- Opening Delimiter -

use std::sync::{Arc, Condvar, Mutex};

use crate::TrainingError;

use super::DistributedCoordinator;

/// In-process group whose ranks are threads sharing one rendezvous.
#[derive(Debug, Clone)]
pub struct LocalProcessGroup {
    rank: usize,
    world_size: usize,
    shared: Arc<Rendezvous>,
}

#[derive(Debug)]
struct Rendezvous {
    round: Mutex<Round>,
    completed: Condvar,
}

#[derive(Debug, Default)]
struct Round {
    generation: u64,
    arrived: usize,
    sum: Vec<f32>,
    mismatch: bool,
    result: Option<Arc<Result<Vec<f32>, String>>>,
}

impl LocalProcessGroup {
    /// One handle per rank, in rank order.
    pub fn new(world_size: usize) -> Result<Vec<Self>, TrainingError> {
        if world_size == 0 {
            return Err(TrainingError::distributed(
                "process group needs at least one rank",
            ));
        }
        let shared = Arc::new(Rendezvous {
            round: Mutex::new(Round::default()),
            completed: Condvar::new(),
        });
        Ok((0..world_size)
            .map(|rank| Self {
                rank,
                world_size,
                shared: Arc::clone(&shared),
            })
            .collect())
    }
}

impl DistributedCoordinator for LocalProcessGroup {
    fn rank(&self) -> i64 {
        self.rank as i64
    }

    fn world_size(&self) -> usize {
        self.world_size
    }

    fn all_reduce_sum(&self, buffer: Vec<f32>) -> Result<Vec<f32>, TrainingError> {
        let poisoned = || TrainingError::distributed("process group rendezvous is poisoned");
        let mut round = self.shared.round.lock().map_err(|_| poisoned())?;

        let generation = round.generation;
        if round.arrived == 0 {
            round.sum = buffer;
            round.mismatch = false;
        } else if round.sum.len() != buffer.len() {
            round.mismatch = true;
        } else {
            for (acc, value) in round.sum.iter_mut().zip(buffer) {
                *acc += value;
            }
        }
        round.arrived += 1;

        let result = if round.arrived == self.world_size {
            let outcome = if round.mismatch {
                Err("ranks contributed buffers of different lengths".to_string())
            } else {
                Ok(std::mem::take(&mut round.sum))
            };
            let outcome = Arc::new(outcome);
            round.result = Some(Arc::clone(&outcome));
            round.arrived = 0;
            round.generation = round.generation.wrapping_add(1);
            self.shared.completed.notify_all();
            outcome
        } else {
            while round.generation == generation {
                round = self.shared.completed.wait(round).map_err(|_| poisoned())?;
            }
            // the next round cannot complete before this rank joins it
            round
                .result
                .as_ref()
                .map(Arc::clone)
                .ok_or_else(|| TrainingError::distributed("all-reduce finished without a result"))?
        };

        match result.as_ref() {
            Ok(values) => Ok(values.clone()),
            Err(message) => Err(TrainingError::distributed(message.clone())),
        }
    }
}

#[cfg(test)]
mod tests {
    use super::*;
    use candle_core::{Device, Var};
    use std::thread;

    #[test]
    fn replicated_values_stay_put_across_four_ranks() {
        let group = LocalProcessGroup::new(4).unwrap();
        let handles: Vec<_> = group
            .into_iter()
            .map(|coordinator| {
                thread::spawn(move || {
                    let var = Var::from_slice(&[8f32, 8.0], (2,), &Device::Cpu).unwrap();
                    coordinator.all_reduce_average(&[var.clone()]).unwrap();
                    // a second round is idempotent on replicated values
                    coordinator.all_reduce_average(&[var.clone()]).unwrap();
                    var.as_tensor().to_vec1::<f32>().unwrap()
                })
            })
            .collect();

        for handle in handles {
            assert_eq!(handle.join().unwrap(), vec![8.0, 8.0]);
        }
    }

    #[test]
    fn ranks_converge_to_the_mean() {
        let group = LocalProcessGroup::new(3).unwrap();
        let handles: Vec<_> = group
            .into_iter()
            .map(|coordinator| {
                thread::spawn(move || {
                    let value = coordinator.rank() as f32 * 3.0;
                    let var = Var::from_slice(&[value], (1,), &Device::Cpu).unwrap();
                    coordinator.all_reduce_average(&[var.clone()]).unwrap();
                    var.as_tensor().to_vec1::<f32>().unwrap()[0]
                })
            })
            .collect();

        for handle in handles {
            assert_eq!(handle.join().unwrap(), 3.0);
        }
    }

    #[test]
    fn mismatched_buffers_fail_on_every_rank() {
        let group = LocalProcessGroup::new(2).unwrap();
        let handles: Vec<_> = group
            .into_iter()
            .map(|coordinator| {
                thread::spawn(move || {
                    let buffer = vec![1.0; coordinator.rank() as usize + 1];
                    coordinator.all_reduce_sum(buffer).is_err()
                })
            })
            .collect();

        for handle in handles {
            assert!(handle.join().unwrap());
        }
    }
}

- Closing Delimiter -
- Opening Delimiter -

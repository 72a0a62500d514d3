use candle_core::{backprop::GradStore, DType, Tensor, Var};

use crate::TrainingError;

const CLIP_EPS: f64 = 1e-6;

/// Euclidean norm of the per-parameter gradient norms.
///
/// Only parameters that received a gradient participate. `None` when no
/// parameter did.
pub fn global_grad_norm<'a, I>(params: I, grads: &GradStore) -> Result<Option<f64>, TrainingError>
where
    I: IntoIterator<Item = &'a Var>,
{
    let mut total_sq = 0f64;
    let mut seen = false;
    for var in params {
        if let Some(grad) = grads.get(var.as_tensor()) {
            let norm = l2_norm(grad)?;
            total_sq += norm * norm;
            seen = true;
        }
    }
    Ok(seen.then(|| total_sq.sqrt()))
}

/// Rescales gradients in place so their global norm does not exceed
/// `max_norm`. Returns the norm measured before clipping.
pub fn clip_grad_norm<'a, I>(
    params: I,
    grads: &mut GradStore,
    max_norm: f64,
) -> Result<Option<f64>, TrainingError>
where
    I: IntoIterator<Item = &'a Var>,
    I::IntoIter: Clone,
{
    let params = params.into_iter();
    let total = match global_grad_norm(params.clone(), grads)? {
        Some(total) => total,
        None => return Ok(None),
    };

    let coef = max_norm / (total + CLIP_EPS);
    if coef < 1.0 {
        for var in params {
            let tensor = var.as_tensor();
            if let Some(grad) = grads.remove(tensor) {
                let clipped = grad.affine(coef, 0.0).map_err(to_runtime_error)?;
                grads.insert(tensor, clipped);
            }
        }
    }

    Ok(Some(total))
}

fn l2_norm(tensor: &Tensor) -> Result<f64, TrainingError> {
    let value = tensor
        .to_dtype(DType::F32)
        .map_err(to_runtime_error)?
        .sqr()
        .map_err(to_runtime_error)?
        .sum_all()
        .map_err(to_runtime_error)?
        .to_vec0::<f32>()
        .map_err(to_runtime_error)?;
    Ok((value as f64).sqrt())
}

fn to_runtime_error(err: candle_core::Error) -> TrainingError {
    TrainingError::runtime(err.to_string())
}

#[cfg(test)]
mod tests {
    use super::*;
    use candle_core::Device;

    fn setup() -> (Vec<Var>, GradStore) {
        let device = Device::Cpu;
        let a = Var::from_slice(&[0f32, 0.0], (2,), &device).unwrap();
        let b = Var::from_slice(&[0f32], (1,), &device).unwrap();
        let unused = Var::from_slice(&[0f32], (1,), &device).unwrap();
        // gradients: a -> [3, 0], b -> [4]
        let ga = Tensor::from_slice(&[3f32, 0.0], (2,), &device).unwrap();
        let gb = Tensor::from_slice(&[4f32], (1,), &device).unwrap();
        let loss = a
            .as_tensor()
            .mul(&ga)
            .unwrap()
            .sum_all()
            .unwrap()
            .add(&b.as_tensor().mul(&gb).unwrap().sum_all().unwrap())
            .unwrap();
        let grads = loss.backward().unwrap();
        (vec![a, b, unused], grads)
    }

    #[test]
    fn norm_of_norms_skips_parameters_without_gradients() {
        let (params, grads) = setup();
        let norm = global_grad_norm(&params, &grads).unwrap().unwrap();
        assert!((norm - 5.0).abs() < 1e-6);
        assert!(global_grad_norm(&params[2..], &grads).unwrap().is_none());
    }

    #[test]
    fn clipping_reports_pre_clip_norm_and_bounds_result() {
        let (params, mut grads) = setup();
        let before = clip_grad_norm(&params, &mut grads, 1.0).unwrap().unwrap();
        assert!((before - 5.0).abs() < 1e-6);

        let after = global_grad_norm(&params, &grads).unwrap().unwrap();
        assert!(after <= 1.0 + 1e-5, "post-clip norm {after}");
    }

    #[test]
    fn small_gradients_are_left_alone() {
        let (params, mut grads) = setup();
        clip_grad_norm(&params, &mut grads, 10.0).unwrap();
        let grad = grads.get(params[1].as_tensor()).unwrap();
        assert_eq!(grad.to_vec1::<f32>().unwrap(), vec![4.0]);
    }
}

- Closing Delimiter -

Instructions to follow:
Where the listing above reaches the line that contains "let value = tensor", start retyping, and finish with the line that contains "Tensor::from_slice(&[3f32, 0.0], (2,), &device).unwrap();"; reproduce those lines exactly and no others.

Answer to the problem:
    let value = tensor
        .to_dtype(DType::F32)
        .map_err(to_runtime_error)?
        .sqr()
        .map_err(to_runtime_error)?
        .sum_all()
        .map_err(to_runtime_error)?
        .to_vec0::<f32>()
        .map_err(to_runtime_error)?;
    Ok((value as f64).sqrt())
}

fn to_runtime_error(err: candle_core::Error) -> TrainingError {
    TrainingError::runtime(err.to_string())
}

#[cfg(test)]
mod tests {
    use super::*;
    use candle_core::Device;

    fn setup() -> (Vec<Var>, GradStore) {
        let device = Device::Cpu;
        let a = Var::from_slice(&[0f32, 0.0], (2,), &device).unwrap();
        let b = Var::from_slice(&[0f32], (1,), &device).unwrap();
        let unused = Var::from_slice(&[0f32], (1,), &device).unwrap();
        // gradients: a -> [3, 0], b -> [4]
        let ga = Tensor::from_slice(&[3f32, 0.0], (2,), &device).unwrap();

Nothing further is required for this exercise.